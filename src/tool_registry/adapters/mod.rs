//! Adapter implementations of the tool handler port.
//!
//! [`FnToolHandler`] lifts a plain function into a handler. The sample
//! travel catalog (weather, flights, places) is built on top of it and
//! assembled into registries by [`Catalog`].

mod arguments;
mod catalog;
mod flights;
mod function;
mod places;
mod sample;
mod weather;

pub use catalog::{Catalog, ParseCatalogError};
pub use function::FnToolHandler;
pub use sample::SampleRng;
-*-*-
Task brief: Find the line with "mod places;" in the data above. Restate it and all later lines word for word, ending with the last line.

Task solution:
mod places;
mod sample;
mod weather;

pub use catalog::{Catalog, ParseCatalogError};
pub use function::FnToolHandler;
pub use sample::SampleRng;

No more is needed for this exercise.